- Problem to solve:
Each line below with the string "Industrial" should be copied.

=-=-=

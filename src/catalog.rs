//! Startup seed data: the fixed fleet roster and the default geofence
//! table. Profiles live for the process lifetime; everything else in the
//! store is created lazily as samples arrive.

use crate::config::EngineConfig;
use crate::store::VehicleProfile;
use crate::telemetry::Geofence;

const FLEET_ROSTER: &[(&str, &str)] = &[
    ("Honda Civic", "ABC-123"),
    ("Toyota Camry", "DEF-456"),
    ("Ford F-150", "GHI-789"),
    ("BMW X3", "JKL-012"),
    ("Tesla Model 3", "MNO-345"),
    ("Chevrolet Silverado", "PQR-678"),
    ("Nissan Altima", "STU-901"),
    ("Hyundai Elantra", "VWX-234"),
    ("Mercedes C-Class", "YZA-567"),
    ("Audi A4", "BCD-890"),
    ("Volkswagen Jetta", "EFG-123"),
    ("Subaru Outback", "HIJ-456"),
    ("Mazda CX-5", "KLM-789"),
    ("Jeep Wrangler", "NOP-012"),
    ("Kia Sorento", "QRS-345"),
    ("Volvo XC90", "TUV-678"),
    ("Lexus RX", "WXY-901"),
    ("Acura MDX", "ZAB-234"),
    ("Infiniti Q50", "CDE-567"),
    ("Cadillac Escalade", "FGH-890"),
];

/// Profiles for the fixed 20-vehicle fleet, ids 1..=20.
pub fn seed_profiles(config: &EngineConfig) -> Vec<VehicleProfile> {
    FLEET_ROSTER
        .iter()
        .enumerate()
        .map(|(i, (model, plate))| {
            VehicleProfile::new(i as u32 + 1, model, plate, config.maintenance_interval_km)
        })
        .collect()
}

/// Default geofence table: two restricted zones, two informational.
pub fn seed_geofences() -> Vec<Geofence> {
    vec![
        Geofence::new("Downtown Area", 40.7128, -74.0060, 5.0, false),
        Geofence::new("Industrial Zone", 40.6892, -74.0445, 3.0, true),
        Geofence::new("School Zone", 40.7589, -73.9851, 1.0, true),
        Geofence::new("Highway Rest Area", 40.7505, -73.9934, 2.0, false),
    ]
}

#[cfg(test)]
mod tests {
    use super::*;

    #[test]
    fn test_roster_has_twenty_vehicles() {
        let profiles = seed_profiles(&EngineConfig::default());
        assert_eq!(profiles.len(), 20);
        assert_eq!(profiles[0].vehicle_id, 1);
        assert_eq!(profiles[19].vehicle_id, 20);
        assert_eq!(profiles[2].make_model, "Ford F-150");
    }

    #[test]
    fn test_restricted_fences() {
        let fences = seed_geofences();
        assert_eq!(fences.len(), 4);
        let restricted: Vec<&str> = fences
            .iter()
            .filter(|f| f.restricted)
            .map(|f| f.name.as_str())
            .collect();
        assert_eq!(restricted, ["Industrial Zone", "School Zone"]);
    }
}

=-=-=

- Solution for this problem:
        Geofence::new("Industrial Zone", 40.6892, -74.0445, 3.0, true),
        assert_eq!(restricted, ["Industrial Zone", "School Zone"]);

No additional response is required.